Dataset items:
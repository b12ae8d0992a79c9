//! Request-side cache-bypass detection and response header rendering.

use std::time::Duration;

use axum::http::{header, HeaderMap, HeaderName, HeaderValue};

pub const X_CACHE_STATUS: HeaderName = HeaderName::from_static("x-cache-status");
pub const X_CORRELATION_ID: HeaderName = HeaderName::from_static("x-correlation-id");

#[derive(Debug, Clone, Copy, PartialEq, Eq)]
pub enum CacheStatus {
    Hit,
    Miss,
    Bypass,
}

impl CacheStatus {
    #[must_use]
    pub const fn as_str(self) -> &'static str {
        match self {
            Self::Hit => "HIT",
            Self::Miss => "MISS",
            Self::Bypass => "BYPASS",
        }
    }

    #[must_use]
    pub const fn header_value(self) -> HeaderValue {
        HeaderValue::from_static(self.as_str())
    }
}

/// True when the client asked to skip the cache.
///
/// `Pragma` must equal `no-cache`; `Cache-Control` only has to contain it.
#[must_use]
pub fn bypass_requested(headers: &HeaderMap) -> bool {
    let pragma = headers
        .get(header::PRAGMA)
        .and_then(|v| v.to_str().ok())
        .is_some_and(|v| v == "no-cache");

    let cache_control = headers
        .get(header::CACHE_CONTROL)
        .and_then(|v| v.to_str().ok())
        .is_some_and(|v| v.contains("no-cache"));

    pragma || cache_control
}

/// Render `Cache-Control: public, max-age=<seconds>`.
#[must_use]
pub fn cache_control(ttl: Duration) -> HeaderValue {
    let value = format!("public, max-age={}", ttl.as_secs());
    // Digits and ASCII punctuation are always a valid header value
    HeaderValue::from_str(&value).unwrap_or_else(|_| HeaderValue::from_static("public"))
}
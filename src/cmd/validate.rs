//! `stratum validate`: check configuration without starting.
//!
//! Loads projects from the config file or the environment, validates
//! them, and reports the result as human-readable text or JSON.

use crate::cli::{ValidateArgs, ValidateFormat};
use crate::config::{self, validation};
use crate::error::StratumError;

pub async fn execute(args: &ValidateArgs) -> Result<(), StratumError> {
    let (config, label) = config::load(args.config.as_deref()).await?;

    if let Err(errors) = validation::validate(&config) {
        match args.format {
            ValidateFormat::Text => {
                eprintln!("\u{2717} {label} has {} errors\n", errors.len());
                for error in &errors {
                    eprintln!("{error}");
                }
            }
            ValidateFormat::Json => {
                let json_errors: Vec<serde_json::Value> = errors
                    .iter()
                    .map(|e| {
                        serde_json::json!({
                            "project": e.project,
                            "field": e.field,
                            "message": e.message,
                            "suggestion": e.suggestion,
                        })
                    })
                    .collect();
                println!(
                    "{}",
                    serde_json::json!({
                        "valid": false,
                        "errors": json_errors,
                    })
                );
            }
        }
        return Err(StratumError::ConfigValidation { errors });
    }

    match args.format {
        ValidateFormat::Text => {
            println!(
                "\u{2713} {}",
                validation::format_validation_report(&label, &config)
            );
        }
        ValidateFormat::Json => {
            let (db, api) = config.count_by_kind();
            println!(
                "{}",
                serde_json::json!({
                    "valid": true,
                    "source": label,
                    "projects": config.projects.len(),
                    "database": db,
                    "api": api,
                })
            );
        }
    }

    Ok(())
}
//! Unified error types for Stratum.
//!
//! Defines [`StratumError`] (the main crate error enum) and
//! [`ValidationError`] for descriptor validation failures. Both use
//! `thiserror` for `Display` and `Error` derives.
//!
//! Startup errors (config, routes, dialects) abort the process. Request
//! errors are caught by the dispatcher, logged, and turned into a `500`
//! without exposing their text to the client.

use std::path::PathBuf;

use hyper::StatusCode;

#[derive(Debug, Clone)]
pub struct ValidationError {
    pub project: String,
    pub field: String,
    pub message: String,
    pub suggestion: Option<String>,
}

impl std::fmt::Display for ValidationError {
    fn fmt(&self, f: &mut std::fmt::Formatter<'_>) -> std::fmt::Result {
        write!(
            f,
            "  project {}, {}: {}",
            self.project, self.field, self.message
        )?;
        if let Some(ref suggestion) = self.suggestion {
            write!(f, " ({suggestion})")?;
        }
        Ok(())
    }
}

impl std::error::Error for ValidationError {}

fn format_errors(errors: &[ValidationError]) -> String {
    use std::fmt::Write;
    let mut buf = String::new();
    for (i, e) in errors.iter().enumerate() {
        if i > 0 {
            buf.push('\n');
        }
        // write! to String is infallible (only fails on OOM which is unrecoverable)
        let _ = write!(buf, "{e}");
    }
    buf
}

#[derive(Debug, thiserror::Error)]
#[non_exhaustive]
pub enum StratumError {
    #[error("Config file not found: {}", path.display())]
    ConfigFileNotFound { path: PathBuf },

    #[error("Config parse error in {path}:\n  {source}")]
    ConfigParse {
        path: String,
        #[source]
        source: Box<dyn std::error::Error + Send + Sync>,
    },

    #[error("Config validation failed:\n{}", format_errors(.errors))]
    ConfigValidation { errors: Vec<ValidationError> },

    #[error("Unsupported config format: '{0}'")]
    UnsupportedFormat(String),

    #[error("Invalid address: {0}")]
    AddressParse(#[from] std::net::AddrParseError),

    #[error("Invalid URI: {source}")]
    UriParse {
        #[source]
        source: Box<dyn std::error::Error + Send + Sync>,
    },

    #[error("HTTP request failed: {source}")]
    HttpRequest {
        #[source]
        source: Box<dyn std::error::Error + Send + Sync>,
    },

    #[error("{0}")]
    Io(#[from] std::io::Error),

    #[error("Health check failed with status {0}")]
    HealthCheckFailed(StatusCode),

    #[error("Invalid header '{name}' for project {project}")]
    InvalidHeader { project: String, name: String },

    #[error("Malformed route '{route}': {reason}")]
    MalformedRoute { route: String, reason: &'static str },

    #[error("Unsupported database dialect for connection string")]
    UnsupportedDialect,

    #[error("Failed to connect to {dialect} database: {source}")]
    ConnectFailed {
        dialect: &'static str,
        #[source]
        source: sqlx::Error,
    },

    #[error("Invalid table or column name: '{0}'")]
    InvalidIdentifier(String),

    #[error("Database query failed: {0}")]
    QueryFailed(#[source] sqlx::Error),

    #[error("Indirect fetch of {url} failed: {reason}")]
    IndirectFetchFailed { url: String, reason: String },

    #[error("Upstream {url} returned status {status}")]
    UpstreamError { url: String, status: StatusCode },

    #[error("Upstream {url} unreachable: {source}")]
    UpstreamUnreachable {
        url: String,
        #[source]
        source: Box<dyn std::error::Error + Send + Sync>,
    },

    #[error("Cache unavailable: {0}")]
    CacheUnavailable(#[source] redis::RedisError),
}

EXERCISE DIRECTIONS: Copy every line of the data that holds the string "HeaderMap".

WRITTEN SOLUTION:
use axum::http::{header, HeaderMap, HeaderName, HeaderValue};
pub fn bypass_requested(headers: &HeaderMap) -> bool {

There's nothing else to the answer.